Una volta qui, mi sforzo, tra uno sbadiglio e l'altro, di trovare il post del giorno, che in teoria grazie alla programmazione automatica è già stato pubblicato. E a quel punto, faccio di tutto (a volte lo ammetto, incasinandomi non poco) per riuscire a condividerlo nei vari social e contatti.

Dopo questa operazione vorrei anche ritornare a dormire, ma purtroppo il fatto che spesso creo qualche pasticcio col blog (una volta, addirittura ho temuto di averlo eliminato definitivamente... immaginatevi il panico assoluto!), mi induce a svegliarmi del tutto. Ed ecco allora che avendo già il telefono in mano, decido di dare un'occhiata alle ultime notizie. Avendo attivato tutta una serie di notifiche automatiche da parte di molti siti che parlano d'arte... sono letteralmente "bombardata" da informazioni a tema... e le notizie di cronaca (tanto sono sempre le stesse) aspettano...

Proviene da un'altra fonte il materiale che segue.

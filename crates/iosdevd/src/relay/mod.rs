//! Relays: device sockets turned into line streams for foreground listeners.
//!
//! # Architecture
//!
//! ```text
//!  run loop thread                          foreground runtime
//! ┌──────────────────┐   MessageQueue    ┌────────────────────┐
//! │ reader task      │ ── push + wake ─▶ │ dispatcher task    │
//! │ (socket bytes →  │                   │ (drain → listeners)│
//! │  LineSplitter)   │                   └─────────┬──────────┘
//! └──────────────────┘                             │ End
//!                                                  ▼
//!                                        close hook: owner forgets
//!                                        the channel
//! ```
//!
//! - [`RelayChannel`] - one socket, one listener set, one queue
//! - [`PortRelayManager`] - channels keyed by device port
//! - [`LogRelay`] - the single channel bound to the device syslog service

mod channel;
mod lines;
mod log;
mod port;

pub use channel::{ChannelId, RelayChannel};
pub use lines::LineSplitter;
pub use log::LogRelay;
pub use port::PortRelayManager;

use std::collections::VecDeque;

use parking_lot::Mutex;

use iosdev_core::DeviceResult;

use crate::listener::Listener;

/// Remote service that streams the device log.
pub const SYSLOG_SERVICE: &str = "com.apple.syslog_relay";

/// One event from a relay stream.
#[derive(Debug, Clone, PartialEq, Eq)]
pub enum RelayMessage {
    /// One line, separators stripped.
    Data(String),
    /// The stream closed. Nothing follows.
    End,
}

impl RelayMessage {
    pub fn is_end(&self) -> bool {
        matches!(self, Self::End)
    }
}

pub type RelayListener = Listener<RelayMessage>;

/// FIFO of messages between the reader and the dispatcher.
#[derive(Debug, Default)]
pub struct MessageQueue {
    messages: Mutex<VecDeque<RelayMessage>>,
}

impl MessageQueue {
    pub fn new() -> Self {
        Self::default()
    }

    pub fn push(&self, message: RelayMessage) {
        self.messages.lock().push_back(message);
    }

    pub fn extend(&self, messages: impl IntoIterator<Item = RelayMessage>) {
        self.messages.lock().extend(messages);
    }

    /// Takes everything queued, in order.
    pub fn drain(&self) -> Vec<RelayMessage> {
        self.messages.lock().drain(..).collect()
    }

    pub fn len(&self) -> usize {
        self.messages.lock().len()
    }

    pub fn is_empty(&self) -> bool {
        self.messages.lock().is_empty()
    }
}

/// Start/stop capability shared by relay owners.
pub trait Relay {
    /// What a stream is selected by (a port, or nothing for the log).
    type Key;

    fn start(&self, key: Self::Key, listener: RelayListener) -> DeviceResult<()>;

    fn stop(&self, key: Self::Key, listener: &RelayListener);
}
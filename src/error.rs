use thiserror::Error;

pub type Result<T> = std::result::Result<T, Error>;

/// Errors that abort a run.
///
/// A write that is answered with something other than `204 No Content` but is
/// not an error status is not represented here, see
/// [`BatchOutcome::UnexpectedStatus`](crate::BatchOutcome::UnexpectedStatus).
#[derive(Error, Debug)]
pub enum Error {
    /// The endpoint could not be reached.
    #[error("Error connecting to InfluxDB: {0}")]
    Transport(#[from] ureq::Error),

    /// The endpoint answered with an error status but its body could not be
    /// read.
    #[error("Error reading InfluxDB response (HTTP {status}): {source}")]
    Response {
        status: u16,
        #[source]
        source: ureq::Error,
    },

    /// The endpoint rejected the batch.
    #[error("Error inserting data: HTTP {status}")]
    Endpoint { status: u16, body: String },

    #[error("Invalid configuration: {0}")]
    Config(String),
}

impl Error {
    /// Response body returned alongside a rejected batch.
    pub fn body(&self) -> Option<&str> {
        match self {
            Error::Endpoint { body, .. } => Some(body),
            _ => None,
        }
    }
}
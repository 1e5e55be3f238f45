//! Console output for the command line tool.

use crate::batcher::{BatchOutcome, BatchProgress, UploadSummary};
use crate::config::Config;
use crate::generator::Measurement;
use std::io::{self, Write};

pub fn print_header(config: &Config) {
    println!("Generating InfluxDB V1 test data...");
    println!("Host: {}:{}, Database: {}", config.host, config.port, config.database);
    println!("Time window: Last {} minutes", config.minutes);
    println!("Batch size: {} lines per request", config.batch_size);
    println!();
}

pub fn print_generating(measurement: Measurement) {
    print!("Generating {} metrics... ", measurement);
    io::stdout().flush().ok();
}

pub fn print_generated(points: usize) {
    println!("✓ ({} points)", points);
}

pub fn print_total(points: usize) {
    println!();
    println!("Total data points: {}", points);
    println!();
}

/// One line per batch, e.g. `  Batch 2/3 (1000 lines)... ✓`.
pub fn batch_line(progress: &BatchProgress<'_>) -> String {
    let mark = match progress.outcome {
        Ok(BatchOutcome::Accepted) => "✓".to_owned(),
        Ok(BatchOutcome::UnexpectedStatus(status)) => format!("✓ (status {})", status),
        Err(_) => "✗".to_owned(),
    };

    format!(
        "  Batch {}/{} ({} lines)... {}",
        progress.number, progress.total, progress.lines, mark
    )
}

pub fn print_batch(progress: BatchProgress<'_>) {
    println!("{}", batch_line(&progress));
}

pub fn print_summary(summary: &UploadSummary) {
    println!();
    println!(
        "Test data generation complete! ({} points in {} batches, {} bytes)",
        summary.points, summary.batches, summary.bytes
    );
    if summary.warnings > 0 {
        println!("{} batch(es) returned an unexpected status", summary.warnings);
    }
    println!();
    println!("Available measurements:");
    for measurement in Measurement::ALL {
        println!("  - {}", describe(measurement));
    }
    println!();
    println!("Sample queries:");
    println!("  SELECT * FROM cpu WHERE host='server01' LIMIT 100");
    println!("  SELECT mean(value) FROM memory GROUP BY host");
    println!("  SELECT * FROM disk WHERE region='us-west'");
}

/// `network (with tags: host, region, interface, fields: bytes_in, bytes_out)`
pub fn describe(measurement: Measurement) -> String {
    let mut text = format!(
        "{} (with tags: {}",
        measurement,
        measurement.tag_keys().join(", ")
    );
    if measurement.field_keys().len() > 1 {
        text.push_str(", fields: ");
        text.push_str(&measurement.field_keys().join(", "));
    }
    text.push(')');
    text
}

#[cfg(test)]
mod tests {
    use super::*;
    use crate::error::Error;

    #[test]
    fn describes_measurements() {
        assert_eq!(describe(Measurement::Cpu), "cpu (with tags: host, region, core)");
        assert_eq!(describe(Measurement::Temperature), "temperature (with tags: host, room)");
        assert_eq!(
            describe(Measurement::Network),
            "network (with tags: host, region, interface, fields: bytes_in, bytes_out)"
        );
    }

    #[test]
    fn batch_lines() {
        let ok = Ok(BatchOutcome::Accepted);
        let line = batch_line(&BatchProgress {
            number: 1,
            total: 3,
            lines: 1000,
            outcome: &ok,
        });
        assert_eq!(line, "  Batch 1/3 (1000 lines)... ✓");

        let failed = Err(Error::Endpoint {
            status: 400,
            body: "bad".to_owned(),
        });
        let line = batch_line(&BatchProgress {
            number: 3,
            total: 3,
            lines: 500,
            outcome: &failed,
        });
        assert_eq!(line, "  Batch 3/3 (500 lines)... ✗");
    }
}
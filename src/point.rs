use std::fmt;

/// A numeric field and the number of decimals it is written with.
#[derive(Debug, Clone, PartialEq)]
pub struct Field {
    pub key: &'static str,
    pub value: f64,
    pub precision: usize,
}

impl Field {
    pub fn new(key: &'static str, value: f64, precision: usize) -> Self {
        Self {
            key,
            value,
            precision,
        }
    }
}

/// One measurement sample.
///
/// Tags and fields keep insertion order so that the serialized line is
/// deterministic.
#[derive(Debug, Clone, PartialEq)]
pub struct Point {
    pub measurement: &'static str,
    pub tags: Vec<(&'static str, String)>,
    pub fields: Vec<Field>,
    pub timestamp: i64,
}

impl Point {
    pub fn new(measurement: &'static str, timestamp: i64) -> Self {
        Self {
            measurement,
            tags: vec![],
            fields: vec![],
            timestamp,
        }
    }

    pub fn tag(mut self, key: &'static str, value: impl Into<String>) -> Self {
        self.tags.push((key, value.into()));
        self
    }

    pub fn field(mut self, key: &'static str, value: f64, precision: usize) -> Self {
        self.fields.push(Field::new(key, value, precision));
        self
    }

    pub fn tag_value(&self, key: &str) -> Option<&str> {
        self.tags
            .iter()
            .find(|(k, _)| *k == key)
            .map(|(_, v)| v.as_str())
    }

    pub fn field_value(&self, key: &str) -> Option<f64> {
        self.fields.iter().find(|f| f.key == key).map(|f| f.value)
    }

    /// Serialize into a single line of line protocol.
    pub fn to_line_protocol(&self) -> String {
        self.to_string()
    }
}

impl fmt::Display for Point {
    fn fmt(&self, f: &mut fmt::Formatter<'_>) -> fmt::Result {
        f.write_str(self.measurement)?;

        for (key, value) in &self.tags {
            write!(f, ",{}={}", key, escape_tag_value(value))?;
        }

        for (i, field) in self.fields.iter().enumerate() {
            let sep = if i == 0 { ' ' } else { ',' };
            write!(f, "{}{}={:.*}", sep, field.key, field.precision, field.value)?;
        }

        write!(f, " {}", self.timestamp)
    }
}

fn escape_tag_value(value: &str) -> String {
    value
        .replace(',', "\\,")
        .replace('=', "\\=")
        .replace(' ', "\\ ")
}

La prima cosa che mi è uscita questa mattina è l'immagine di un'opera vista proprio qualche tempo fa a Palazzo Maffei (ricordate vero? ah no? beh, allora cliccate un po' qui...). Il messaggio era chiaro:

"Stai bevendo il tuo caffè? Oggi Andrea ti racconterà dell'opera di Giuseppe Capogrossi, Superficie CP/833/a. Buona pausa! ☕".
Questa comunicazione mi colpisce moltissimo per 2 cose: 
- 1 Capogrossi mi piace;
- 2 ma come si fa a dire buona pausa se devo ancora fare colazione e sono appena le 7.30 del mattino?

Non so a voi... ma a me, la cosa diverte...

Ok, non essendo esperta di tecnologia, comincio a cercare il video... ovviamente non trovandolo.  Scocciata, comincio a imprecare mentalmente con fb...

Solo qualche ora dopo scoprirò per caso, che era nelle "storie".

La prima volta che ho visto una tela di Capogrossi è stato ad Arte Fiera, Bologna, l'anno scorso.
Quando l'ho vista, mi sono fermata subito e con la faccia meravigliata di una bambina piccola che scopre una cosa meravigliosa, sono rimasta lì, in contemplazione per qualche minuto.
Insomma, l'opera di Capogrossi, che allora non conoscevo, ha attratto fin da subito la mia attenzione e Mr. Gallery, che in quell'occasione mi stava facendo da cicerone, vedendo il mio sguardo assorto e il mio sorriso inebetito, disse: "Questo artista si chiama Giuseppe Capogrossi, realizza le sue opere con questa specie di idioma arcaico, che sembra una forchetta."
L'idea di tante piccole forchette o pettinini mi fa sorridere e mi fa apprezzare ancora di più questi dipinti che mi riportano alla mente un mondo primitivo, un mondo bambino, un mondo semplice.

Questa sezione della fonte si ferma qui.